ABOUT THIS EXERCISE: Show all lines from the listing below that contain "HashMap".

DATA FOR PROCESSING:
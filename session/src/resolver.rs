//! Alias resolution.
//!
//! Every statement gets a fresh pass: aliases can be repointed between
//! statements, so nothing is cached.

use std::collections::HashMap;

use futures::future::join_all;
use tabula_client::NameResolver;
use tabula_parser::ClassifiedStatement;
use tracing::{debug, warn};

/// Aliases resolved for one statement, and the ones that were not.
#[derive(Debug, Clone, Default, PartialEq, Eq)]
pub struct AliasMap {
    resolved: HashMap<String, String>,
    failures: Vec<String>,
}

impl AliasMap {
    /// Canonical name an alias resolved to.
    pub fn get(&self, alias: &str) -> Option<&str> {
        self.resolved.get(alias).map(String::as_str)
    }

    /// Aliases left as written, in first-seen order.
    pub fn failures(&self) -> &[String] {
        &self.failures
    }

    pub fn len(&self) -> usize {
        self.resolved.len()
    }

    pub fn is_empty(&self) -> bool {
        self.resolved.is_empty()
    }
}

/// A statement after alias substitution.
#[derive(Debug, Clone, PartialEq, Eq)]
pub struct Resolution {
    /// Text with every resolved alias substituted in place.
    pub text: String,
    pub aliases: AliasMap,
}

/// Rewrites statements through a `NameResolver`.
#[derive(Debug, Clone)]
pub struct AliasResolver<R> {
    resolver: R,
}

impl<R: NameResolver + Sync> AliasResolver<R> {
    pub fn new(resolver: R) -> Self {
        Self { resolver }
    }

    pub fn inner(&self) -> &R {
        &self.resolver
    }

    /// Look up every alias candidate of `statement` concurrently, then rewrite.
    ///
    /// Unresolved aliases stay as written; the backend rejects them later
    /// if they are not legal table names.
    pub async fn resolve(&self, statement: &ClassifiedStatement) -> Resolution {
        let candidates = statement.alias_candidates();
        if candidates.is_empty() {
            return Resolution {
                text: statement.text().to_string(),
                aliases: AliasMap::default(),
            };
        }

        let lookups = candidates.iter().map(|alias| async move {
            let outcome = self.resolver.resolve_alias(alias).await;
            (*alias, outcome)
        });

        let mut aliases = AliasMap::default();
        for (alias, outcome) in join_all(lookups).await {
            match outcome {
                Ok(Some(name)) => {
                    debug!(alias, table = %name, "alias resolved");
                    aliases.resolved.insert(alias.to_string(), name.to_string());
                }
                Ok(None) => {
                    debug!(alias, "alias not found");
                    aliases.failures.push(alias.to_string());
                }
                Err(e) => {
                    warn!(alias, error = %e, "alias lookup failed");
                    aliases.failures.push(alias.to_string());
                }
            }
        }

        Resolution {
            text: statement.rewrite(&aliases.resolved),
            aliases,
        }
    }
}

YOUR SOLUTION:
use std::collections::HashMap;
    resolved: HashMap<String, String>,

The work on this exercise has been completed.